His demo is a moving billboard
Taking away my demo is like taking away the CPA's adding machine. It is a powerful tool of my trade.
In my short 13-year career, I have seen plenty of changes. When will the CPA recommend that we do away with salespeople and inventory?
I find the argument of CPA William Nesdore (Letters, March 30) flawed and biased. You may consider the 20 demos to be 20 vehicles out of inventory that a dealer has to floorplan and insure, but that is not the case.
My car is always part of the selection that we offer a customer. It is clean and presentable. We would have to insure it anyway. Selling a demo has never been a problem. The salesman who drives it is responsible for it.
A demonstrator is a moving billboard for a dealership, giving us an opportunity to advertise in 20 neighborhoods.
How many times has a person looked at my car and asked, 'Is that the new such-and-such?' That is followed up with my business card and maybe a test drive right there in the grocery store parking lot. It gives me a chance to get Mrs. Jones into a 1998 model while her 1995 is in for repair.
As punishment for his silly letter, I suggest that we make the CPA take a 1998 Volkswagen New Beetle (if you can find one) out to any mall parking lot.

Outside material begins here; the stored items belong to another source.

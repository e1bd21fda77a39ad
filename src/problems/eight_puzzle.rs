use std::fmt;

use rand::{Rng, seq::SliceRandom};

use crate::{Node, Objective, Problem, PuzzleError};

/// 3x3 board read row by row, `0` is the blank
pub type PuzzleState = [u8; 9];

/// Goal used by [`EightPuzzle::new`]
pub const DEFAULT_GOAL: PuzzleState = [0, 1, 2, 3, 4, 5, 6, 7, 8];

const WIDTH: usize = 3;

/// Direction in which the blank moves
#[derive(Debug, Clone, Copy, PartialEq, Eq, Hash)]
pub enum Move {
    Up,
    Down,
    Left,
    Right,
}

impl Move {
    /// Every move, in the order [`EightPuzzle::actions`] reports them
    pub const ALL: [Move; 4] = [Move::Up, Move::Down, Move::Left, Move::Right];

    fn offset(self) -> isize {
        match self {
            Move::Up => -(WIDTH as isize),
            Move::Down => WIDTH as isize,
            Move::Left => -1,
            Move::Right => 1,
        }
    }

    fn is_legal_from(self, blank: usize) -> bool {
        match self {
            Move::Up => blank >= WIDTH,
            Move::Down => blank < 2 * WIDTH,
            Move::Left => blank % WIDTH != 0,
            Move::Right => blank % WIDTH != WIDTH - 1,
        }
    }
}

impl fmt::Display for Move {
    fn fmt(&self, f: &mut fmt::Formatter<'_>) -> fmt::Result {
        let name = match self {
            Move::Up => "UP",
            Move::Down => "DOWN",
            Move::Left => "LEFT",
            Move::Right => "RIGHT",
        };
        f.write_str(name)
    }
}

/// The sliding tile puzzle on a 3x3 board.
///
/// [`Problem::value`] counts the cells already in their goal position and is maximised.
/// [`Problem::h`] is the Manhattan distance of the tiles, blank excluded.
#[derive(Debug, Clone)]
pub struct EightPuzzle {
    initial: PuzzleState,
    goal: PuzzleState,
    // goal_positions[tile] = index of `tile` in `goal`
    goal_positions: [usize; 9],
}

fn validate(state: &PuzzleState) -> Result<(), PuzzleError> {
    let mut seen = [false; 9];
    for &tile in state {
        match seen.get_mut(tile as usize) {
            Some(slot) if !*slot => *slot = true,
            _ => return Err(PuzzleError::InvalidPermutation(state.to_vec())),
        }
    }
    Ok(())
}

impl EightPuzzle {
    /// Puzzle starting at `initial` with [`DEFAULT_GOAL`] as goal
    pub fn new(initial: PuzzleState) -> Result<Self, PuzzleError> {
        Self::with_goal(initial, DEFAULT_GOAL)
    }

    /// Puzzle starting at `initial` with a custom goal
    pub fn with_goal(initial: PuzzleState, goal: PuzzleState) -> Result<Self, PuzzleError> {
        validate(&initial)?;
        validate(&goal)?;
        let mut goal_positions = [0; 9];
        for (idx, &tile) in goal.iter().enumerate() {
            goal_positions[tile as usize] = idx;
        }
        Ok(Self {
            initial,
            goal,
            goal_positions,
        })
    }

    /// Puzzle starting from a uniformly random permutation
    pub fn random<R: Rng + ?Sized>(rng: &mut R) -> Self {
        let mut puzzle = Self {
            initial: DEFAULT_GOAL,
            goal: DEFAULT_GOAL,
            goal_positions: DEFAULT_GOAL.map(usize::from),
        };
        puzzle.set_random_initial(rng);
        puzzle
    }

    /// Goal state
    pub fn goal(&self) -> &PuzzleState {
        &self.goal
    }

    /// Replace the initial state
    pub fn set_initial(&mut self, initial: PuzzleState) -> Result<(), PuzzleError> {
        validate(&initial)?;
        self.initial = initial;
        Ok(())
    }

    /// Index of the blank square
    pub fn find_blank_square(&self, state: &PuzzleState) -> usize {
        state.iter().position(|&tile| tile == 0).unwrap_or_default()
    }

    /// Whether `state` can reach a goal with an even inversion count,
    /// i.e. the number of tile pairs out of order (blank ignored) is even
    pub fn check_solvability(&self, state: &PuzzleState) -> bool {
        let inversions = (0..state.len())
            .flat_map(|i| ((i + 1)..state.len()).map(move |j| (i, j)))
            .filter(|&(i, j)| state[i] != 0 && state[j] != 0 && state[i] > state[j])
            .count();
        inversions % 2 == 0
    }
}

impl Problem for EightPuzzle {
    type State = PuzzleState;
    type Action = Move;
    type ScoreType = usize;

    fn initial(&self) -> &PuzzleState {
        &self.initial
    }

    fn actions(&self, state: &PuzzleState) -> Vec<Move> {
        let blank = self.find_blank_square(state);
        Move::ALL
            .into_iter()
            .filter(|m| m.is_legal_from(blank))
            .collect()
    }

    fn result(&self, state: &PuzzleState, action: &Move) -> PuzzleState {
        let blank = self.find_blank_square(state);
        let neighbor = blank.wrapping_add_signed(action.offset());
        let mut new_state = *state;
        new_state.swap(blank, neighbor);
        new_state
    }

    fn goal_test(&self, state: &PuzzleState) -> bool {
        *state == self.goal
    }

    fn value(&self, state: &PuzzleState) -> usize {
        state
            .iter()
            .zip(self.goal.iter())
            .filter(|(tile, goal)| tile == goal)
            .count()
    }

    fn h(&self, node: &Node<PuzzleState>) -> usize {
        node.state()
            .iter()
            .enumerate()
            .filter(|&(_, &tile)| tile != 0)
            .map(|(idx, &tile)| {
                let goal_idx = self.goal_positions[tile as usize];
                (idx / WIDTH).abs_diff(goal_idx / WIDTH) + (idx % WIDTH).abs_diff(goal_idx % WIDTH)
            })
            .sum()
    }

    // more matching cells is better
    fn objective(&self) -> Objective {
        Objective::Maximize
    }

    // decrease of the Manhattan distance
    fn annealing_delta(&self, current: &Node<PuzzleState>, candidate: &Node<PuzzleState>) -> f64 {
        self.h(current) as f64 - self.h(candidate) as f64
    }

    fn set_random_initial<R: Rng + ?Sized>(&mut self, rng: &mut R) {
        let mut tiles: PuzzleState = [0, 1, 2, 3, 4, 5, 6, 7, 8];
        tiles.shuffle(rng);
        self.initial = tiles;
    }
}

#[cfg(test)]
mod tests {
    use rand::{SeedableRng, rngs::StdRng, seq::IndexedRandom};

    use super::*;

    #[test]
    fn test_actions_respect_board_edges() {
        let puzzle = EightPuzzle::new(DEFAULT_GOAL).unwrap();
        assert_eq!(
            puzzle.actions(&[1, 2, 3, 4, 5, 6, 7, 0, 8]),
            vec![Move::Up, Move::Left, Move::Right]
        );
        assert_eq!(puzzle.actions(&DEFAULT_GOAL), vec![Move::Down, Move::Right]);
        assert_eq!(
            puzzle.actions(&[1, 2, 3, 4, 0, 5, 6, 7, 8]),
            Move::ALL.to_vec()
        );
        assert_eq!(
            puzzle.actions(&[1, 2, 3, 4, 5, 6, 7, 8, 0]),
            vec![Move::Up, Move::Left]
        );
    }

    #[test]
    fn test_result_moves_blank_to_neighbor() {
        let puzzle = EightPuzzle::new(DEFAULT_GOAL).unwrap();
        let mut rng = StdRng::seed_from_u64(1);
        let mut state = [4, 1, 2, 3, 0, 5, 6, 7, 8];
        for _ in 0..200 {
            let blank = puzzle.find_blank_square(&state);
            let action = *puzzle.actions(&state).choose(&mut rng).unwrap();
            let expected = blank.wrapping_add_signed(action.offset());
            assert!(expected < 9);
            let next = puzzle.result(&state, &action);
            assert_eq!(puzzle.find_blank_square(&next), expected);
            assert_eq!(next[blank], state[expected]);
            state = next;
        }
    }

    #[test]
    fn test_result_does_not_mutate_input() {
        let puzzle = EightPuzzle::new(DEFAULT_GOAL).unwrap();
        let state = [1, 2, 3, 4, 5, 6, 7, 0, 8];
        let next = puzzle.result(&state, &Move::Up);
        assert_eq!(state, [1, 2, 3, 4, 5, 6, 7, 0, 8]);
        assert_eq!(next, [1, 2, 3, 4, 0, 6, 7, 5, 8]);
    }

    #[test]
    fn test_solvability_is_preserved_by_moves() {
        let mut rng = StdRng::seed_from_u64(42);
        for _ in 0..20 {
            let puzzle = EightPuzzle::random(&mut rng);
            let mut state = *puzzle.initial();
            let solvable = puzzle.check_solvability(&state);
            for _ in 0..50 {
                let action = *puzzle.actions(&state).choose(&mut rng).unwrap();
                state = puzzle.result(&state, &action);
                assert_eq!(puzzle.check_solvability(&state), solvable);
            }
        }
    }

    #[test]
    fn test_check_solvability() {
        let puzzle = EightPuzzle::new(DEFAULT_GOAL).unwrap();
        assert!(puzzle.check_solvability(&DEFAULT_GOAL));
        // a single swap of two tiles flips the parity
        assert!(!puzzle.check_solvability(&[0, 2, 1, 3, 4, 5, 6, 7, 8]));
        assert!(puzzle.check_solvability(&[1, 2, 3, 4, 5, 6, 7, 0, 8]));
    }

    #[test]
    fn test_value_and_h() {
        let puzzle = EightPuzzle::new(DEFAULT_GOAL).unwrap();
        assert_eq!(puzzle.value(&DEFAULT_GOAL), 9);
        assert_eq!(puzzle.h(&Node::new(DEFAULT_GOAL)), 0);

        let state = [1, 0, 2, 3, 4, 5, 6, 7, 8];
        assert_eq!(puzzle.value(&state), 7);
        assert_eq!(puzzle.h(&Node::new(state)), 1);

        // 8 sits in the top-left corner, four steps away from home
        let state = [8, 1, 2, 3, 4, 5, 6, 7, 0];
        assert_eq!(puzzle.h(&Node::new(state)), 4);
        assert_eq!(puzzle.value(&state), 7);
    }

    #[test]
    fn test_annealing_delta_is_heuristic_decrease() {
        let puzzle = EightPuzzle::new(DEFAULT_GOAL).unwrap();
        let far = Node::new([1, 0, 2, 3, 4, 5, 6, 7, 8]);
        let home = Node::new(DEFAULT_GOAL);
        assert_eq!(puzzle.annealing_delta(&far, &home), 1.0);
        assert_eq!(puzzle.annealing_delta(&home, &far), -1.0);
    }

    #[test]
    fn test_goal_test_is_idempotent() {
        let puzzle = EightPuzzle::new(DEFAULT_GOAL).unwrap();
        for _ in 0..3 {
            assert!(puzzle.goal_test(&DEFAULT_GOAL));
        }
        assert!(!puzzle.goal_test(&[1, 2, 3, 4, 5, 6, 7, 0, 8]));
    }

    #[test]
    fn test_custom_goal() {
        let goal = [1, 2, 3, 4, 5, 6, 7, 8, 0];
        let puzzle = EightPuzzle::with_goal([1, 2, 3, 4, 5, 6, 7, 0, 8], goal).unwrap();
        assert!(puzzle.goal_test(&goal));
        assert_eq!(puzzle.h(&Node::new(*puzzle.initial())), 1);
        assert_eq!(puzzle.value(puzzle.initial()), 7);
    }

    #[test]
    fn test_rejects_invalid_tuples() {
        assert_eq!(
            EightPuzzle::new([0, 0, 2, 3, 4, 5, 6, 7, 8]).unwrap_err(),
            PuzzleError::InvalidPermutation(vec![0, 0, 2, 3, 4, 5, 6, 7, 8])
        );
        assert!(EightPuzzle::with_goal(DEFAULT_GOAL, [9, 1, 2, 3, 4, 5, 6, 7, 8]).is_err());
        let mut puzzle = EightPuzzle::new(DEFAULT_GOAL).unwrap();
        assert!(puzzle.set_initial([1, 1, 1, 1, 1, 1, 1, 1, 1]).is_err());
        assert_eq!(puzzle.initial(), &DEFAULT_GOAL);
    }

    #[test]
    fn test_set_random_initial_is_permutation() {
        let mut rng = StdRng::seed_from_u64(3);
        let mut puzzle = EightPuzzle::new(DEFAULT_GOAL).unwrap();
        for _ in 0..50 {
            puzzle.set_random_initial(&mut rng);
            let mut tiles = *puzzle.initial();
            tiles.sort_unstable();
            assert_eq!(tiles, DEFAULT_GOAL);
        }
    }
}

We are 24-hour, seven-days-a-week salesmen.
Give me a break. My demo is the perk I cherish most (aside from the free lunch the dealer provides on Saturday).
VINCENT J. LUMIA
Romano Ford
Fayetteville, N.Y.
1st, 10-day sales; now, production
I want to comment on the Big 3's plan to stop issuing weekly production reports.

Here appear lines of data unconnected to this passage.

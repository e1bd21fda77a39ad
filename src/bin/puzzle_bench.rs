//! Benchmark every local search algorithm on random 8-puzzles and on N-Queens.
//!
//! Set `RUST_LOG=debug` to follow individual searches.

use anyhow::Result as AnyResult;
use indicatif::{ProgressBar, ProgressDrawTarget, ProgressStyle};
use log::info;
use puzzle_localsearch::bench::{BenchConfig, run_eight_puzzle_batch, run_n_queens_batch};

fn create_pbar(n_trials: u64, label: &str) -> AnyResult<ProgressBar> {
    let pb = ProgressBar::new(n_trials);
    pb.set_style(
        ProgressStyle::default_bar()
            .template("{spinner:.green} [{elapsed_precise}] {msg} [{wide_bar:.cyan/blue}] {pos}/{len}")?
            .progress_chars("#>-"),
    );
    pb.set_message(label.to_string());
    pb.set_draw_target(ProgressDrawTarget::stderr_with_hz(10));
    Ok(pb)
}

fn main() -> AnyResult<()> {
    env_logger::Builder::from_env(env_logger::Env::default().default_filter_or("info"))
        .format_timestamp_micros()
        .init();

    let config = BenchConfig::default();
    info!("puzzle-bench {}", puzzle_localsearch::VERSION);
    let mut rng = config.make_rng();

    let pb = create_pbar(config.trials as u64, "8-puzzle")?;
    let report = run_eight_puzzle_batch(&config, &mut rng, |_| pb.inc(1));
    pb.finish_and_clear();
    println!("{report}");

    let pb = create_pbar(config.trials as u64, "n-queens")?;
    let report = run_n_queens_batch(&config, &mut rng, |_| pb.inc(1))?;
    pb.finish_and_clear();
    println!("{report}");

    Ok(())
}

As with the elimination of 10-day sales figures, an important barometer of the economy will be lost. I object!
The temporary closure of an assembly plant impacts the supply side as does the increase/decrease in weekly production volume.
CARL M. IRICK
Director of Engineering
Epco Division
John Brown Plastics Machinery
Kvaerner U.S. Inc.
Fremont, Ohio
Council chairman tells Cadillac story
There are three periods in hockey, four quarters in football and nine innings in baseball. And the final score isn't necessarily determined right after the game begins.

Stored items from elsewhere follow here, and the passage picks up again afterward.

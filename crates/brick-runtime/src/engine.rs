//! Cooperative event engine.
//!
//! A single-threaded dispatcher in the style of a protothread kernel: every
//! [`Process`] is a state machine that reacts to one [`EventKind`] at a time
//! and hands control back by returning.  The periodic scheduler calls
//! [`EventEngine::do_one_event`] once per tick while holding the hub lock,
//! so processes can drive hardware without taking any lock of their own.
//!
//! # Example
//!
//! ```rust
//! use brick_hal::{DcMotors, Hub, LightDriver, RawMotorDriver};
//! use brick_runtime::engine::{EventEngine, EventKind, Outbox, Process, ProcessStatus};
//! use brick_types::PortRange;
//!
//! struct Once;
//!
//! impl Process for Once {
//!     fn handle(&mut self, event: EventKind, _hub: &mut Hub, _out: &mut Outbox) -> ProcessStatus {
//!         match event {
//!             EventKind::Init => ProcessStatus::Exited,
//!             _ => ProcessStatus::Waiting,
//!         }
//!     }
//! }
//!
//! let mut hub = Hub::new(
//!     DcMotors::new(RawMotorDriver::disconnected(PortRange::MOTORS)),
//!     LightDriver::new(),
//! );
//! let mut engine = EventEngine::new();
//! engine.spawn(Box::new(Once));
//! assert_eq!(engine.do_one_event(&mut hub), 0);
//! assert!(engine.is_empty());
//! ```

use std::collections::{BTreeMap, VecDeque};

use brick_hal::Hub;
use brick_types::{BrickError, BrickResult};
use tracing::{debug, warn};

/// Maximum number of queued events.
pub const EVENT_QUEUE_CAPACITY: usize = 32;

/// Identifier handed out by [`EventEngine::spawn`].
pub type ProcessId = u32;

/// What a process is being woken up for.
#[derive(Debug, Clone, Copy, PartialEq, Eq)]
pub enum EventKind {
    /// First event every process receives.
    Init,
    /// Delivered after [`EventEngine::request_poll`], ahead of the queue.
    Poll,
    Continue,
    Timer,
    /// The process is removed after handling this, whatever it returns.
    Exit,
    User(u32),
}

/// Recipient of a posted event.
#[derive(Debug, Clone, Copy, PartialEq, Eq)]
pub enum Target {
    Process(ProcessId),
    Broadcast,
}

/// Returned by [`Process::handle`].
#[derive(Debug, Clone, Copy, PartialEq, Eq)]
pub enum ProcessStatus {
    Waiting,
    Exited,
}

/// A cooperative task.
pub trait Process: Send {
    /// Name used in log output.
    fn name(&self) -> &str {
        "process"
    }

    /// React to one event.  Must not block.
    fn handle(&mut self, event: EventKind, hub: &mut Hub, outbox: &mut Outbox) -> ProcessStatus;
}

/// Follow-up work a process asks for while handling an event.
///
/// Collected during [`Process::handle`] and merged into the engine once the
/// handler returns.
#[derive(Debug)]
pub struct Outbox {
    sender: ProcessId,
    posts: Vec<(Target, EventKind)>,
    polls: Vec<ProcessId>,
}

impl Outbox {
    fn new(sender: ProcessId) -> Self {
        Self {
            sender,
            posts: Vec::new(),
            polls: Vec::new(),
        }
    }

    /// Id of the process currently running.
    pub fn sender(&self) -> ProcessId {
        self.sender
    }

    pub fn post(&mut self, target: Target, kind: EventKind) {
        self.posts.push((target, kind));
    }

    /// Queue `kind` for the running process itself.
    pub fn post_self(&mut self, kind: EventKind) {
        self.posts.push((Target::Process(self.sender), kind));
    }

    pub fn request_poll(&mut self, id: ProcessId) {
        self.polls.push(id);
    }
}

struct Entry {
    process: Box<dyn Process>,
    /// `Init` could not be queued; it goes out at the start of the next run.
    init_pending: bool,
    poll_requested: bool,
}

/// The process table and its event queue.
pub struct EventEngine {
    processes: BTreeMap<ProcessId, Entry>,
    queue: VecDeque<(Target, EventKind)>,
    next_id: ProcessId,
}

impl Default for EventEngine {
    fn default() -> Self {
        Self::new()
    }
}

impl EventEngine {
    pub fn new() -> Self {
        Self {
            processes: BTreeMap::new(),
            queue: VecDeque::with_capacity(EVENT_QUEUE_CAPACITY),
            next_id: 1,
        }
    }

    /// Register `process` and queue its [`EventKind::Init`].
    ///
    /// The process is registered even when the queue is full; its `Init` is
    /// then delivered at the start of the next [`EventEngine::do_one_event`],
    /// ahead of polls and queued events.
    pub fn spawn(&mut self, process: Box<dyn Process>) -> ProcessId {
        let id = self.next_id;
        self.next_id = self.next_id.wrapping_add(1).max(1);
        debug!(pid = id, name = process.name(), "process spawned");
        self.processes.insert(
            id,
            Entry {
                process,
                init_pending: false,
                poll_requested: false,
            },
        );
        if self.push(Target::Process(id), EventKind::Init).is_err() {
            warn!(pid = id, "event queue full; init deferred to next run");
            if let Some(entry) = self.processes.get_mut(&id) {
                entry.init_pending = true;
            }
        }
        id
    }

    /// Queue an event.
    ///
    /// # Errors
    ///
    /// * [`BrickError::InvalidArgument`] if `target` names no live process.
    /// * [`BrickError::Again`] if the queue is full.
    pub fn post(&mut self, target: Target, kind: EventKind) -> BrickResult<()> {
        if let Target::Process(id) = target
            && !self.processes.contains_key(&id)
        {
            return Err(BrickError::InvalidArgument);
        }
        self.push(target, kind)
    }

    /// Ask for a [`EventKind::Poll`] delivery to `id` on the next run.
    /// Unknown ids are ignored.
    pub fn request_poll(&mut self, id: ProcessId) {
        if let Some(entry) = self.processes.get_mut(&id) {
            entry.poll_requested = true;
        }
    }

    /// Deliver deferred inits and pending polls, then at most one queued
    /// event.
    ///
    /// Returns the number of events still queued.
    pub fn do_one_event(&mut self, hub: &mut Hub) -> usize {
        let deferred: Vec<ProcessId> = self
            .processes
            .iter_mut()
            .filter(|(_, entry)| entry.init_pending)
            .map(|(&id, entry)| {
                entry.init_pending = false;
                id
            })
            .collect();
        for id in deferred {
            self.deliver(id, EventKind::Init, hub);
        }

        let polled: Vec<ProcessId> = self
            .processes
            .iter_mut()
            .filter(|(_, entry)| entry.poll_requested)
            .map(|(&id, entry)| {
                entry.poll_requested = false;
                id
            })
            .collect();
        for id in polled {
            self.deliver(id, EventKind::Poll, hub);
        }

        if let Some((target, kind)) = self.queue.pop_front() {
            match target {
                Target::Process(id) => self.deliver(id, kind, hub),
                Target::Broadcast => {
                    let ids: Vec<ProcessId> = self.processes.keys().copied().collect();
                    for id in ids {
                        self.deliver(id, kind, hub);
                    }
                }
            }
        }
        self.queue.len()
    }

    /// Number of live processes.
    pub fn len(&self) -> usize {
        self.processes.len()
    }

    pub fn is_empty(&self) -> bool {
        self.processes.is_empty()
    }

    pub fn is_running(&self, id: ProcessId) -> bool {
        self.processes.contains_key(&id)
    }

    /// Number of queued events.
    pub fn pending(&self) -> usize {
        self.queue.len()
    }

    fn push(&mut self, target: Target, kind: EventKind) -> BrickResult<()> {
        if self.queue.len() >= EVENT_QUEUE_CAPACITY {
            return Err(BrickError::Again);
        }
        self.queue.push_back((target, kind));
        Ok(())
    }

    fn deliver(&mut self, id: ProcessId, kind: EventKind, hub: &mut Hub) {
        // Events for a process that exited after they were queued are dropped.
        let Some(mut entry) = self.processes.remove(&id) else {
            return;
        };
        let mut outbox = Outbox::new(id);
        let status = entry.process.handle(kind, hub, &mut outbox);
        if status == ProcessStatus::Exited || kind == EventKind::Exit {
            debug!(pid = id, name = entry.process.name(), "process exited");
        } else {
            self.processes.insert(id, entry);
        }

        for (target, kind) in outbox.posts {
            if let Err(e) = self.post(target, kind) {
                warn!(pid = id, ?target, ?kind, error = %e, "dropping posted event");
            }
        }
        for poll in outbox.polls {
            self.request_poll(poll);
        }
    }
}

I say this because there are nine selling months left in 1998, but I feel as if I've just read an obituary in Keith Crain's April 13 column in which he declared that 'Cadillac has already lost first place to Lincoln.' I'm writing to tell you that from my perspective, Cadillac is not only very healthy right now but will be even stronger in the years to come.
It seems that Crain's overall point is sales leadership, which, yes, is important to Cadillac and its dealers. We've been the best-selling luxury car for 48 years, and I'm very proud of that.
Equally important is a product portfolio that lives up to the Cadillac brand promise. I'm very confident - as are many of my dealer colleagues - in our current product lineup.
Our sales are strong. For example, Seville was up 67.7 percent in March and 23.2 percent for the first quarter of 1998.
Crain is critical of the Catera and portrays us as trying to shroud a failure in positive adjectives. That's completely unfair. I don't feel I need to convince anyone of Catera's success; the statistics speak for themselves.
Cadillac sold 25,411 Cateras in 1997. The Catera is drawing a new buyer to Cadillac - 45 percent are female, 60 percent traded in a non-General Motors vehicle, and the average age is 10 years younger than that of the average Cadillac buyer.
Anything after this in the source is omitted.